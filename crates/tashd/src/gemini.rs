//! Gemini provider client - the single call-and-parse boundary to the
//! generative model.
//!
//! One prompt in, raw text out. Everything downstream of the raw text (fence
//! stripping, contract parsing, fallbacks) lives in `tash_common::parser`;
//! this client only does transport and payload extraction.

use async_trait::async_trait;
use serde::Serialize;
use serde_json::Value;
use std::time::Duration;
use tash_common::error::TashError;
use tash_common::matcher::InferenceProvider;
use tracing::{info, warn};

use crate::config::LlmConfig;

#[derive(Debug, Serialize)]
struct GenerateRequest {
    contents: Vec<Content>,
}

#[derive(Debug, Serialize)]
struct Content {
    parts: Vec<Part>,
}

#[derive(Debug, Serialize)]
struct Part {
    text: String,
}

/// HTTP client for the Gemini generateContent endpoint.
#[derive(Debug)]
pub struct GeminiClient {
    http_client: reqwest::Client,
    api_base: String,
    model: String,
    api_key: String,
}

impl GeminiClient {
    /// Build a client from config, reading the credential from the
    /// configured environment variable.
    pub fn from_config(config: &LlmConfig) -> Result<Self, TashError> {
        let api_key = std::env::var(&config.api_key_env).map_err(|_| {
            TashError::Provider(format!("{} is not set", config.api_key_env))
        })?;

        let http_client = reqwest::Client::builder()
            .timeout(Duration::from_secs(config.timeout_secs))
            .build()
            .map_err(|e| TashError::Provider(e.to_string()))?;

        Ok(Self {
            http_client,
            api_base: config.api_base.trim_end_matches('/').to_string(),
            model: config.model.clone(),
            api_key,
        })
    }

    fn endpoint(&self) -> String {
        format!(
            "{}/v1beta/models/{}:generateContent",
            self.api_base, self.model
        )
    }

    pub fn model(&self) -> &str {
        &self.model
    }
}

#[async_trait]
impl InferenceProvider for GeminiClient {
    async fn infer(&self, prompt: &str) -> Result<String, TashError> {
        let request = GenerateRequest {
            contents: vec![Content {
                parts: vec![Part {
                    text: prompt.to_string(),
                }],
            }],
        };

        info!("[>]  Consult call [{}] ({} chars)", self.model, prompt.len());

        let response = self
            .http_client
            .post(self.endpoint())
            .query(&[("key", self.api_key.as_str())])
            .json(&request)
            .send()
            .await
            .map_err(|e| TashError::Provider(format!("request failed: {}", e)))?;

        if !response.status().is_success() {
            let status = response.status();
            let body = response.text().await.unwrap_or_default();
            warn!("[-]  Provider error {}: {}", status, body);
            return Err(TashError::Provider(format!(
                "provider returned {}: {}",
                status, body
            )));
        }

        let json: Value = response
            .json()
            .await
            .map_err(|e| TashError::Provider(format!("unreadable response body: {}", e)))?;

        let text = extract_text(&json);
        info!("[<]  Consult response ({} chars)", text.len());
        Ok(text)
    }
}

/// Pull the generated text out of a generateContent response. Tolerates
/// missing pieces by returning an empty string; the downstream parser treats
/// that as an empty match.
fn extract_text(response: &Value) -> String {
    response
        .get("candidates")
        .and_then(|c| c.get(0))
        .and_then(|c| c.get("content"))
        .and_then(|c| c.get("parts"))
        .and_then(|p| p.as_array())
        .map(|parts| {
            parts
                .iter()
                .filter_map(|p| p.get("text").and_then(|t| t.as_str()))
                .collect::<Vec<_>>()
                .join("")
        })
        .unwrap_or_default()
}

#[cfg(test)]
mod tests {
    use super::*;

    #[test]
    fn test_extract_text_happy_path() {
        let response: Value = serde_json::from_str(
            r#"{"candidates": [{"content": {"parts": [{"text": "[\"work-permit\"]"}]}}]}"#,
        )
        .unwrap();
        assert_eq!(extract_text(&response), r#"["work-permit"]"#);
    }

    #[test]
    fn test_extract_text_joins_parts() {
        let response: Value = serde_json::from_str(
            r#"{"candidates": [{"content": {"parts": [{"text": "["}, {"text": "]"}]}}]}"#,
        )
        .unwrap();
        assert_eq!(extract_text(&response), "[]");
    }

    #[test]
    fn test_extract_text_missing_candidates() {
        let response: Value = serde_json::from_str(r#"{"promptFeedback": {}}"#).unwrap();
        assert_eq!(extract_text(&response), "");
    }

    #[test]
    fn test_endpoint_shape() {
        std::env::set_var("TEST_GEMINI_KEY", "k");
        let config = LlmConfig {
            api_key_env: "TEST_GEMINI_KEY".to_string(),
            api_base: "https://generativelanguage.googleapis.com/".to_string(),
            ..Default::default()
        };
        let client = GeminiClient::from_config(&config).unwrap();
        assert_eq!(
            client.endpoint(),
            "https://generativelanguage.googleapis.com/v1beta/models/gemini-2.5-flash-lite:generateContent"
        );
    }

    #[test]
    fn test_missing_credential_is_provider_error() {
        let config = LlmConfig {
            api_key_env: "TEST_GEMINI_KEY_UNSET".to_string(),
            ..Default::default()
        };
        let err = GeminiClient::from_config(&config).unwrap_err();
        assert!(err.to_string().contains("TEST_GEMINI_KEY_UNSET"));
    }
}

**Your objective**
Your task is to reproduce the whole listing exactly.

**Response for this exercise**
filename crates/tashd/src/gemini.rs
//! Gemini provider client - the single call-and-parse boundary to the
//! generative model.
//!
//! One prompt in, raw text out. Everything downstream of the raw text (fence
//! stripping, contract parsing, fallbacks) lives in `tash_common::parser`;
//! this client only does transport and payload extraction.

use async_trait::async_trait;
use serde::Serialize;
use serde_json::Value;
use std::time::Duration;
use tash_common::error::TashError;
use tash_common::matcher::InferenceProvider;
use tracing::{info, warn};

use crate::config::LlmConfig;

#[derive(Debug, Serialize)]
struct GenerateRequest {
    contents: Vec<Content>,
}

#[derive(Debug, Serialize)]
struct Content {
    parts: Vec<Part>,
}

#[derive(Debug, Serialize)]
struct Part {
    text: String,
}

/// HTTP client for the Gemini generateContent endpoint.
#[derive(Debug)]
pub struct GeminiClient {
    http_client: reqwest::Client,
    api_base: String,
    model: String,
    api_key: String,
}

impl GeminiClient {
    /// Build a client from config, reading the credential from the
    /// configured environment variable.
    pub fn from_config(config: &LlmConfig) -> Result<Self, TashError> {
        let api_key = std::env::var(&config.api_key_env).map_err(|_| {
            TashError::Provider(format!("{} is not set", config.api_key_env))
        })?;

        let http_client = reqwest::Client::builder()
            .timeout(Duration::from_secs(config.timeout_secs))
            .build()
            .map_err(|e| TashError::Provider(e.to_string()))?;

        Ok(Self {
            http_client,
            api_base: config.api_base.trim_end_matches('/').to_string(),
            model: config.model.clone(),
            api_key,
        })
    }

    fn endpoint(&self) -> String {
        format!(
            "{}/v1beta/models/{}:generateContent",
            self.api_base, self.model
        )
    }

    pub fn model(&self) -> &str {
        &self.model
    }
}

#[async_trait]
impl InferenceProvider for GeminiClient {
    async fn infer(&self, prompt: &str) -> Result<String, TashError> {
        let request = GenerateRequest {
            contents: vec![Content {
                parts: vec![Part {
                    text: prompt.to_string(),
                }],
            }],
        };

        info!("[>]  Consult call [{}] ({} chars)", self.model, prompt.len());

        let response = self
            .http_client
            .post(self.endpoint())
            .query(&[("key", self.api_key.as_str())])
            .json(&request)
            .send()
            .await
            .map_err(|e| TashError::Provider(format!("request failed: {}", e)))?;

        if !response.status().is_success() {
            let status = response.status();
            let body = response.text().await.unwrap_or_default();
            warn!("[-]  Provider error {}: {}", status, body);
            return Err(TashError::Provider(format!(
                "provider returned {}: {}",
                status, body
            )));
        }

        let json: Value = response
            .json()
            .await
            .map_err(|e| TashError::Provider(format!("unreadable response body: {}", e)))?;

        let text = extract_text(&json);
        info!("[<]  Consult response ({} chars)", text.len());
        Ok(text)
    }
}

/// Pull the generated text out of a generateContent response. Tolerates
/// missing pieces by returning an empty string; the downstream parser treats
/// that as an empty match.
fn extract_text(response: &Value) -> String {
    response
        .get("candidates")
        .and_then(|c| c.get(0))
        .and_then(|c| c.get("content"))
        .and_then(|c| c.get("parts"))
        .and_then(|p| p.as_array())
        .map(|parts| {
            parts
                .iter()
                .filter_map(|p| p.get("text").and_then(|t| t.as_str()))
                .collect::<Vec<_>>()
                .join("")
        })
        .unwrap_or_default()
}

#[cfg(test)]
mod tests {
    use super::*;

    #[test]
    fn test_extract_text_happy_path() {
        let response: Value = serde_json::from_str(
            r#"{"candidates": [{"content": {"parts": [{"text": "[\"work-permit\"]"}]}}]}"#,
        )
        .unwrap();
        assert_eq!(extract_text(&response), r#"["work-permit"]"#);
    }

    #[test]
    fn test_extract_text_joins_parts() {
        let response: Value = serde_json::from_str(
            r#"{"candidates": [{"content": {"parts": [{"text": "["}, {"text": "]"}]}}]}"#,
        )
        .unwrap();
        assert_eq!(extract_text(&response), "[]");
    }

    #[test]
    fn test_extract_text_missing_candidates() {
        let response: Value = serde_json::from_str(r#"{"promptFeedback": {}}"#).unwrap();
        assert_eq!(extract_text(&response), "");
    }

    #[test]
    fn test_endpoint_shape() {
        std::env::set_var("TEST_GEMINI_KEY", "k");
        let config = LlmConfig {
            api_key_env: "TEST_GEMINI_KEY".to_string(),
            api_base: "https://generativelanguage.googleapis.com/".to_string(),
            ..Default::default()
        };
        let client = GeminiClient::from_config(&config).unwrap();
        assert_eq!(
            client.endpoint(),
            "https://generativelanguage.googleapis.com/v1beta/models/gemini-2.5-flash-lite:generateContent"
        );
    }

    #[test]
    fn test_missing_credential_is_provider_error() {
        let config = LlmConfig {
            api_key_env: "TEST_GEMINI_KEY_UNSET".to_string(),
            ..Default::default()
        };
        let err = GeminiClient::from_config(&config).unwrap_err();
        assert!(err.to_string().contains("TEST_GEMINI_KEY_UNSET"));
    }
}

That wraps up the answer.